Ce vendredi 21 mars, des appels à manifester avaient été lancés dans 45 villes de Turquie, trois jours après l’arrestation d’Ekrem Imamoglu, rival d’Erdogan. La mobilisation a été massive et des incidents ont éclaté dans les principales communes du pays.

Une foule monstre. Et un pouvoir autoritaire qui vacille. Ce vendredi 21 mars, en fin de journée, les manifestants ont afflué par vagues devant l’hôtel de ville d’Istanbul pour dénoncer l’arrestation du maire d’opposition, Ekrem Imamoglu. «Nous sommes ici avec 300 000 personnes», a clamé Özgür Özel, le chef du Parti républicain du peuple (CHP, social-démocrate), principale formation d’opposition dont est issu Ekrem Imamoglu.
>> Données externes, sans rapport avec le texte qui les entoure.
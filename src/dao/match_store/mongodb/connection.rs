use std::time::Duration;

use mongodb::{Client, Database, bson::doc, options::ClientOptions};
use tracing::debug;

use super::error::{MongoDaoError, MongoResult};

/// Upper bound on server selection for the opening ping. Longer outages are
/// retried by the storage supervisor, not here.
const SELECTION_TIMEOUT: Duration = Duration::from_secs(5);

/// Open a client on `database_name` and confirm the deployment answers a ping.
pub async fn open_database(
    options: &ClientOptions,
    database_name: &str,
) -> MongoResult<(Client, Database)> {
    let mut options = options.clone();
    options.server_selection_timeout = Some(
        options
            .server_selection_timeout
            .map_or(SELECTION_TIMEOUT, |configured| configured.min(SELECTION_TIMEOUT)),
    );

    let client = Client::with_options(options)
        .map_err(|source| MongoDaoError::ClientConstruction { source })?;
    let database = client.database(database_name);

    database
        .run_command(doc! { "ping": 1 })
        .await
        .map_err(|source| MongoDaoError::InitialPing {
            database: database_name.to_owned(),
            source,
        })?;
    debug!(database = database_name, "MongoDB answered the opening ping");

    Ok((client, database))
}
Selon l’outil en ligne de comptage de foule Mapchecking, au moins plusieurs dizaines de milliers de personnes se sont pressées aux abords immédiats du siège de la municipalité.
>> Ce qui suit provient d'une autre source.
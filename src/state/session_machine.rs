use std::time::Instant;

use thiserror::Error;
use uuid::Uuid;

use crate::state::{
    fencing::Scorer,
    taxonomy::{Phrase, Situation},
};

/// High-level phases of a live match session.
#[derive(Debug, Clone, PartialEq, Eq)]
pub enum SessionPhase {
    /// Waiting for a score tap or a confirmation request.
    Idle,
    /// A touch was tapped and is being classified before it is saved.
    Classifying(Capture),
    /// A destructive action waits for the user's confirmation.
    Confirming(ConfirmAction),
    /// The session is over; no further events are accepted.
    Terminal(TerminalKind),
}

/// Step of the classification capture.
#[derive(Debug, Clone, Copy, PartialEq, Eq, PartialOrd, Ord)]
pub enum CaptureStep {
    /// Waiting for the situation.
    Situation,
    /// Waiting for the phrase.
    Phrase,
    /// Waiting for the optional note and the save.
    Note,
}

/// Selections gathered for the touch being classified.
#[derive(Debug, Clone, PartialEq, Eq)]
pub struct Capture {
    /// Who scored, fixed by the tap.
    pub scorer: Scorer,
    /// Current capture step.
    pub step: CaptureStep,
    /// Chosen situation.
    pub situation: Option<Situation>,
    /// Chosen phrase, always valid for `situation`.
    pub phrase: Option<Phrase>,
    /// Free text note as typed so far.
    pub note: String,
}

impl Capture {
    fn new(scorer: Scorer) -> Self {
        Self {
            scorer,
            step: CaptureStep::Situation,
            situation: None,
            phrase: None,
            note: String::new(),
        }
    }

    /// Phrases selectable for the currently chosen situation.
    pub fn available_phrases(&self) -> &'static [Phrase] {
        self.situation.map(Situation::phrases).unwrap_or(&[])
    }

    /// Situation and phrase, once both are chosen.
    pub fn classification(&self) -> Result<(Situation, Phrase), CaptureError> {
        let situation = self.situation.ok_or(CaptureError::MissingSituation)?;
        let phrase = self.phrase.ok_or(CaptureError::MissingPhrase)?;
        Ok((situation, phrase))
    }
}

/// Actions that need an explicit confirmation.
#[derive(Debug, Clone, Copy, PartialEq, Eq)]
pub enum ConfirmAction {
    /// Delete the latest recorded touch.
    Undo,
    /// Finalize the match with the current score.
    End,
    /// Leave the match without finalizing it.
    Abandon,
}

/// How a session finished.
#[derive(Debug, Clone, Copy, PartialEq, Eq)]
pub enum TerminalKind {
    /// The match was finalized.
    Ended,
    /// The match was left without finalization.
    Abandoned,
}

/// Events that can be applied to the session machine.
#[derive(Debug, Clone, PartialEq, Eq)]
pub enum SessionEvent {
    /// A lane was tapped; the scorer is already resolved.
    Tap(Scorer),
    /// Choose (or change) the situation.
    ChooseSituation(Situation),
    /// Choose the phrase.
    ChoosePhrase(Phrase),
    /// Replace the note text.
    EditNote(String),
    /// Persist the captured touch.
    Save,
    /// Drop the capture.
    Cancel,
    /// Ask for confirmation of a destructive action.
    RequestConfirm(ConfirmAction),
    /// Withdraw a confirmation request.
    Dismiss,
    /// Confirm the pending request.
    Confirm,
}

/// Error returned when attempting to apply an invalid transition.
#[derive(Debug, Clone, PartialEq, Eq, Error)]
#[error("invalid transition: {event:?} cannot be applied while in {from:?}")]
pub struct InvalidTransition {
    /// The phase the session was in when the invalid event was received.
    pub from: SessionPhase,
    /// The event that cannot be applied from this phase.
    pub event: SessionEvent,
}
La fermeture de ponts et de plusieurs voies d’accès décidée par les autorités avait selon le CHP empêché nombre de manifestants de rejoindre le site pour la troisième nuit consécutive, en dépit des avertissements du président turc, Recep Tayyip Erdogan. «Ne te tais pas sinon ce sera bientôt ton tour !» ont chanté les manifestants, brandissant des pancartes sur lesquelles on pouvait lire «N’ayez pas peur, le peuple est là» ou encore «Droit, loi, justice». «Nous ne donnerons pas notre aval à ce coup d’Etat judiciaire», a lancé Özgür Özel, alors que le CHP s’apprêtait à désigner dimanche Ekrem Imamoglu comme son candidat à la prochaine élection présidentielle.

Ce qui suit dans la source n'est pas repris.